Please transcribe the data that follows exactly, from its first line through the line that contains "use httputils_core::ErrorKind;".

**Data to use**:
-- Opening Marker --

//! [`HttpClient`] over `reqwest`'s blocking client.
//!
//! Timeouts, proxies and TLS are whatever the caller configured on the
//! `reqwest::blocking::Client`; nothing is added here.

use http::{Request, Response};
use httputils_core::{BoxError, HttpClient, ResponseBody};

/// A `reqwest::blocking::Client` usable wherever an [`HttpClient`] is
/// expected.
///
/// # Example
///
/// ```no_run
/// use httputils_client::{load_json_data, ReqwestClient};
/// use std::time::Duration;
///
/// let client = ReqwestClient::from(
///     reqwest::blocking::Client::builder()
///         .timeout(Duration::from_secs(5))
///         .build()?,
/// );
///
/// let mut order: i64 = 0;
/// load_json_data(&client, "http://localhost:8080/api/v1/order", "", &mut order)?;
/// # Ok::<(), Box<dyn std::error::Error>>(())
/// ```
#[derive(Debug, Clone, Default)]
pub struct ReqwestClient {
    inner: reqwest::blocking::Client,
}

impl ReqwestClient {
    /// Wraps a client built with `reqwest::blocking::Client::new()`.
    #[must_use]
    pub fn new() -> Self {
        Self::default()
    }

    /// Returns the wrapped client.
    #[must_use]
    pub fn inner(&self) -> &reqwest::blocking::Client {
        &self.inner
    }

    /// Unwraps the client.
    #[must_use]
    pub fn into_inner(self) -> reqwest::blocking::Client {
        self.inner
    }
}

impl From<reqwest::blocking::Client> for ReqwestClient {
    fn from(inner: reqwest::blocking::Client) -> Self {
        Self { inner }
    }
}

impl HttpClient for ReqwestClient {
    fn send(&self, request: Request<()>) -> Result<Response<ResponseBody>, BoxError> {
        let (parts, ()) = request.into_parts();

        let upstream = self
            .inner
            .request(parts.method, parts.uri.to_string())
            .headers(parts.headers)
            .send()?;

        let status = upstream.status();
        let headers = upstream.headers().clone();

        let mut response = Response::new(Box::new(upstream) as ResponseBody);
        *response.status_mut() = status;
        *response.headers_mut() = headers;
        Ok(response)
    }
}

#[cfg(test)]
mod tests {
    use super::*;
    use httputils_core::ErrorKind;

    fn as_dyn_client(client: &ReqwestClient) -> &dyn HttpClient {
        client
    }

    #[test]
    fn test_wraps_configured_client() {
        let inner = reqwest::blocking::Client::builder().no_proxy().build().unwrap();
        let client = ReqwestClient::from(inner);

        let _ = as_dyn_client(&client);
        let _ = client.inner();
        let _unwrapped: reqwest::blocking::Client = client.into_inner();
    }

    #[test]
    fn test_unreachable_host_is_transport_error() {
        let client = ReqwestClient::from(
            reqwest::blocking::Client::builder()
                .no_proxy()
                .build()
                .unwrap(),
        );
        let mut data = serde_json::Value::Null;

        let err = crate::load_json_data(&client, "http://127.0.0.1:1/", "", &mut data).unwrap_err();

        assert_eq!(err.kind(), ErrorKind::Transport);
    }
}
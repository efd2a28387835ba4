//! Readers for exercising body handling.

use std::io::{self, Read};
use std::sync::atomic::{AtomicUsize, Ordering};
use std::sync::Arc;

/// Counts how many times a [`TrackedBody`] was dropped.
#[derive(Debug, Clone, Default)]
pub struct DropCounter(Arc<AtomicUsize>);

impl DropCounter {
    /// Returns the number of drops seen so far.
    #[must_use]
    pub fn count(&self) -> usize {
        self.0.load(Ordering::SeqCst)
    }
}

/// A reader that reports when it is dropped.
///
/// Dropping a response body is how it gets closed, so tests use this to
/// check the body is released exactly once on every path.
///
/// # Example
///
/// ```
/// use httputils_test::TrackedBody;
///
/// let (body, closed) = TrackedBody::new(&b"{}"[..]);
/// assert_eq!(closed.count(), 0);
/// drop(body);
/// assert_eq!(closed.count(), 1);
/// ```
#[derive(Debug)]
pub struct TrackedBody<R> {
    inner: R,
    counter: DropCounter,
}

impl<R: Read> TrackedBody<R> {
    /// Wraps `inner` and returns the wrapper with its drop counter.
    pub fn new(inner: R) -> (Self, DropCounter) {
        let counter = DropCounter::default();
        let body = Self {
            inner,
            counter: counter.clone(),
        };
        (body, counter)
    }
}

impl<R: Read> Read for TrackedBody<R> {
    fn read(&mut self, buf: &mut [u8]) -> io::Result<usize> {
        self.inner.read(buf)
    }
}

impl<R> Drop for TrackedBody<R> {
    fn drop(&mut self) {
        self.counter.0.fetch_add(1, Ordering::SeqCst);
    }
}

/// A reader that returns data once, then fails with `TimedOut`.
#[derive(Debug)]
pub struct TimeoutReader<R> {
    inner: R,
    reads: usize,
}

impl<R: Read> TimeoutReader<R> {
    /// Wraps `inner`.
    pub fn new(inner: R) -> Self {
        Self { inner, reads: 0 }
    }
}

impl<R: Read> Read for TimeoutReader<R> {
    fn read(&mut self, buf: &mut [u8]) -> io::Result<usize> {
        self.reads += 1;
        if self.reads > 1 {
            return Err(io::Error::new(io::ErrorKind::TimedOut, "timeout"));
        }
        self.inner.read(buf)
    }
}
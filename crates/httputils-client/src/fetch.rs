//! Remote JSON fetcher.

use http::{header, Method, Request, StatusCode};
use httputils_core::{HttpClient, HttpUtilsError, Result};
use serde::de::DeserializeOwned;
use std::io::Read;
use tracing::debug;

/// Fetches `url` with a GET request and decodes the JSON body into `data`.
///
/// `auth_header` is sent as `Authorization` unless it is empty. Any status
/// other than `200 OK` fails with [`HttpUtilsError::UnexpectedStatus`],
/// carrying the status and the body text. The response body is dropped
/// before returning, whatever the outcome.
///
/// # Example
///
/// ```
/// use httputils_client::load_json_data;
/// use httputils_core::{BoxError, HttpClient, ResponseBody};
/// use http::{Request, Response};
///
/// struct Canned(&'static [u8]);
///
/// impl HttpClient for Canned {
///     fn send(&self, _request: Request<()>) -> Result<Response<ResponseBody>, BoxError> {
///         Ok(Response::new(Box::new(self.0) as ResponseBody))
///     }
/// }
///
/// let mut order: i64 = 0;
/// load_json_data(&Canned(b"23"), "http://example.com/order", "", &mut order).unwrap();
/// assert_eq!(order, 23);
/// ```
pub fn load_json_data<C, T>(client: &C, url: &str, auth_header: &str, data: &mut T) -> Result<()>
where
    C: HttpClient + ?Sized,
    T: DeserializeOwned,
{
    let request = build_request(url, auth_header)?;

    let response = client.send(request).map_err(HttpUtilsError::transport)?;
    let (parts, mut body) = response.into_parts();

    let mut bytes = Vec::new();
    let read = body.read_to_end(&mut bytes);
    drop(body);
    read.map_err(|e| HttpUtilsError::read("unable to read the response body", e))?;

    debug!(url, status = parts.status.as_u16(), bytes = bytes.len(), "response loaded");

    if parts.status != StatusCode::OK {
        return Err(HttpUtilsError::UnexpectedStatus {
            status: parts.status,
            body: String::from_utf8_lossy(&bytes).into_owned(),
        });
    }

    *data = serde_json::from_slice(&bytes)
        .map_err(|e| HttpUtilsError::decode("unable to unmarshal the response body", e))?;

    Ok(())
}

fn build_request(url: &str, auth_header: &str) -> Result<Request<()>> {
    let mut builder = Request::builder().method(Method::GET).uri(url);
    if !auth_header.is_empty() {
        builder = builder.header(header::AUTHORIZATION, auth_header);
    }

    builder.body(()).map_err(HttpUtilsError::request_build)
}
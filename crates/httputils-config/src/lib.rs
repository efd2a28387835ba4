//! Typed configuration for httputils.
//!
//! Describes which credentials outgoing requests carry and how logs are
//! emitted. Values come from layered sources:
//! - TOML and JSON files
//! - `.env` files
//! - prefixed environment variable overrides
//!
//! Unknown fields are rejected.
//!
//! # Configuration File Format
//!
//! ```toml
//! [auth]
//! scheme = "bearer"          # "none", "basic" or "bearer"
//! token_var = "API_TOKEN"    # name of the variable, not the token
//!
//! [logging]
//! enabled = true
//! level = "info"
//! json_format = true
//! ```
//!
//! # Environment Variable Overrides
//!
//! With `with_env_prefix("HTTPUTILS")`:
//!
//! - `HTTPUTILS__AUTH__SCHEME=basic`
//! - `HTTPUTILS__AUTH__USERNAME_VAR=API_USERNAME`
//! - `HTTPUTILS__AUTH__PASSWORD_VAR=API_PASSWORD`
//! - `HTTPUTILS__AUTH__TOKEN_VAR=API_TOKEN`
//! - `HTTPUTILS__LOGGING__ENABLED=false`
//! - `HTTPUTILS__LOGGING__LEVEL=debug`
//! - `HTTPUTILS__LOGGING__JSON_FORMAT=false`

#![warn(missing_docs)]

mod config;
mod error;
mod loader;
mod schema;

pub use config::HttpUtilsConfig;
pub use error::ConfigError;
pub use loader::ConfigLoader;
pub use schema::{AuthConfig, AuthKind};
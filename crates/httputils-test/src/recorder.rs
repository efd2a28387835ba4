//! Recording response writer.

use bytes::Bytes;
use http::{header, HeaderMap, HeaderName, HeaderValue, Response, StatusCode};
use httputils_core::ResponseWriter;

/// A [`ResponseWriter`] that records everything written to it.
///
/// The status reads as `200 OK` until something writes another one;
/// [`status_writes`](ResponseRecorder::status_writes) tells whether a status
/// was written explicitly.
#[derive(Debug, Clone)]
pub struct ResponseRecorder {
    headers: HeaderMap,
    status_writes: Vec<StatusCode>,
    body: Vec<u8>,
}

impl Default for ResponseRecorder {
    fn default() -> Self {
        Self::new()
    }
}

impl ResponseRecorder {
    /// Creates an empty recorder.
    #[must_use]
    pub fn new() -> Self {
        Self {
            headers: HeaderMap::new(),
            status_writes: Vec::new(),
            body: Vec::new(),
        }
    }

    /// Returns the effective status code.
    #[must_use]
    pub fn status(&self) -> StatusCode {
        self.status_writes.last().copied().unwrap_or(StatusCode::OK)
    }

    /// Returns every status written, in order.
    #[must_use]
    pub fn status_writes(&self) -> Vec<StatusCode> {
        self.status_writes.clone()
    }

    /// Returns the recorded headers.
    #[must_use]
    pub fn headers(&self) -> &HeaderMap {
        &self.headers
    }

    /// Returns the Content-Type header as a string.
    #[must_use]
    pub fn content_type(&self) -> Option<&str> {
        self.headers
            .get(header::CONTENT_TYPE)
            .and_then(|v| v.to_str().ok())
    }

    /// Returns the body bytes.
    #[must_use]
    pub fn body(&self) -> &[u8] {
        &self.body
    }

    /// Returns the body as text, replacing invalid UTF-8.
    #[must_use]
    pub fn body_string(&self) -> String {
        String::from_utf8_lossy(&self.body).into_owned()
    }

    /// Converts the recording into an `http::Response`.
    #[must_use]
    pub fn into_response(self) -> Response<Bytes> {
        let status = self.status();
        let mut response = Response::new(Bytes::from(self.body));
        *response.status_mut() = status;
        *response.headers_mut() = self.headers;
        response
    }
}

impl ResponseWriter for ResponseRecorder {
    fn set_header(&mut self, name: HeaderName, value: HeaderValue) {
        self.headers.insert(name, value);
    }

    fn write_status(&mut self, status: StatusCode) {
        self.status_writes.push(status);
    }

    fn write_body(&mut self, body: &[u8]) {
        self.body.extend_from_slice(body);
    }
}
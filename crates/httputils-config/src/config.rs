//! Main configuration type.

use httputils_telemetry::LogConfig;
use serde::{Deserialize, Serialize};

use crate::{AuthConfig, AuthKind, ConfigError};

/// Complete httputils configuration.
///
/// # Example
///
/// ```
/// use httputils_config::{AuthKind, HttpUtilsConfig};
///
/// let config = HttpUtilsConfig::default();
/// assert_eq!(config.auth.scheme, AuthKind::None);
/// assert_eq!(config.logging.level, "info");
/// ```
#[derive(Debug, Clone, Serialize, Deserialize, PartialEq, Eq, Default)]
#[serde(deny_unknown_fields)]
pub struct HttpUtilsConfig {
    /// Outgoing credentials.
    #[serde(default)]
    pub auth: AuthConfig,

    /// Logging setup.
    #[serde(default)]
    pub logging: LogConfig,
}

impl HttpUtilsConfig {
    /// Validate the configuration.
    ///
    /// # Errors
    ///
    /// Returns `ConfigError::InvalidValue` if:
    /// - the Basic scheme is missing a variable name
    /// - the Bearer scheme is missing its token variable name
    /// - the log level is not a valid filter
    pub fn validate(&self) -> Result<(), ConfigError> {
        match self.auth.scheme {
            AuthKind::None => {}
            AuthKind::Basic => {
                if self.auth.username_var.is_empty() {
                    return Err(ConfigError::invalid_value(
                        "auth.username_var",
                        "required for the basic scheme",
                    ));
                }
                if self.auth.password_var.is_empty() {
                    return Err(ConfigError::invalid_value(
                        "auth.password_var",
                        "required for the basic scheme",
                    ));
                }
            }
            AuthKind::Bearer => {
                if self.auth.token_var.is_empty() {
                    return Err(ConfigError::invalid_value(
                        "auth.token_var",
                        "required for the bearer scheme",
                    ));
                }
            }
        }

        self.logging
            .validate()
            .map_err(|e| ConfigError::invalid_value("logging.level", e.to_string()))
    }

    /// Development preset: pretty `debug` logs.
    #[must_use]
    pub fn development() -> Self {
        Self {
            logging: LogConfig::development(),
            ..Self::default()
        }
    }

    /// Production preset: JSON `info` logs.
    #[must_use]
    pub fn production() -> Self {
        Self {
            logging: LogConfig::production(),
            ..Self::default()
        }
    }
}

-- Closing Marker --

**Answer below**:
//! [`HttpClient`] over `reqwest`'s blocking client.
//!
//! Timeouts, proxies and TLS are whatever the caller configured on the
//! `reqwest::blocking::Client`; nothing is added here.

use http::{Request, Response};
use httputils_core::{BoxError, HttpClient, ResponseBody};

/// A `reqwest::blocking::Client` usable wherever an [`HttpClient`] is
/// expected.
///
/// # Example
///
/// ```no_run
/// use httputils_client::{load_json_data, ReqwestClient};
/// use std::time::Duration;
///
/// let client = ReqwestClient::from(
///     reqwest::blocking::Client::builder()
///         .timeout(Duration::from_secs(5))
///         .build()?,
/// );
///
/// let mut order: i64 = 0;
/// load_json_data(&client, "http://localhost:8080/api/v1/order", "", &mut order)?;
/// # Ok::<(), Box<dyn std::error::Error>>(())
/// ```
#[derive(Debug, Clone, Default)]
pub struct ReqwestClient {
    inner: reqwest::blocking::Client,
}

impl ReqwestClient {
    /// Wraps a client built with `reqwest::blocking::Client::new()`.
    #[must_use]
    pub fn new() -> Self {
        Self::default()
    }

    /// Returns the wrapped client.
    #[must_use]
    pub fn inner(&self) -> &reqwest::blocking::Client {
        &self.inner
    }

    /// Unwraps the client.
    #[must_use]
    pub fn into_inner(self) -> reqwest::blocking::Client {
        self.inner
    }
}

impl From<reqwest::blocking::Client> for ReqwestClient {
    fn from(inner: reqwest::blocking::Client) -> Self {
        Self { inner }
    }
}

impl HttpClient for ReqwestClient {
    fn send(&self, request: Request<()>) -> Result<Response<ResponseBody>, BoxError> {
        let (parts, ()) = request.into_parts();

        let upstream = self
            .inner
            .request(parts.method, parts.uri.to_string())
            .headers(parts.headers)
            .send()?;

        let status = upstream.status();
        let headers = upstream.headers().clone();

        let mut response = Response::new(Box::new(upstream) as ResponseBody);
        *response.status_mut() = status;
        *response.headers_mut() = headers;
        Ok(response)
    }
}

#[cfg(test)]
mod tests {
    use super::*;
    use httputils_core::ErrorKind;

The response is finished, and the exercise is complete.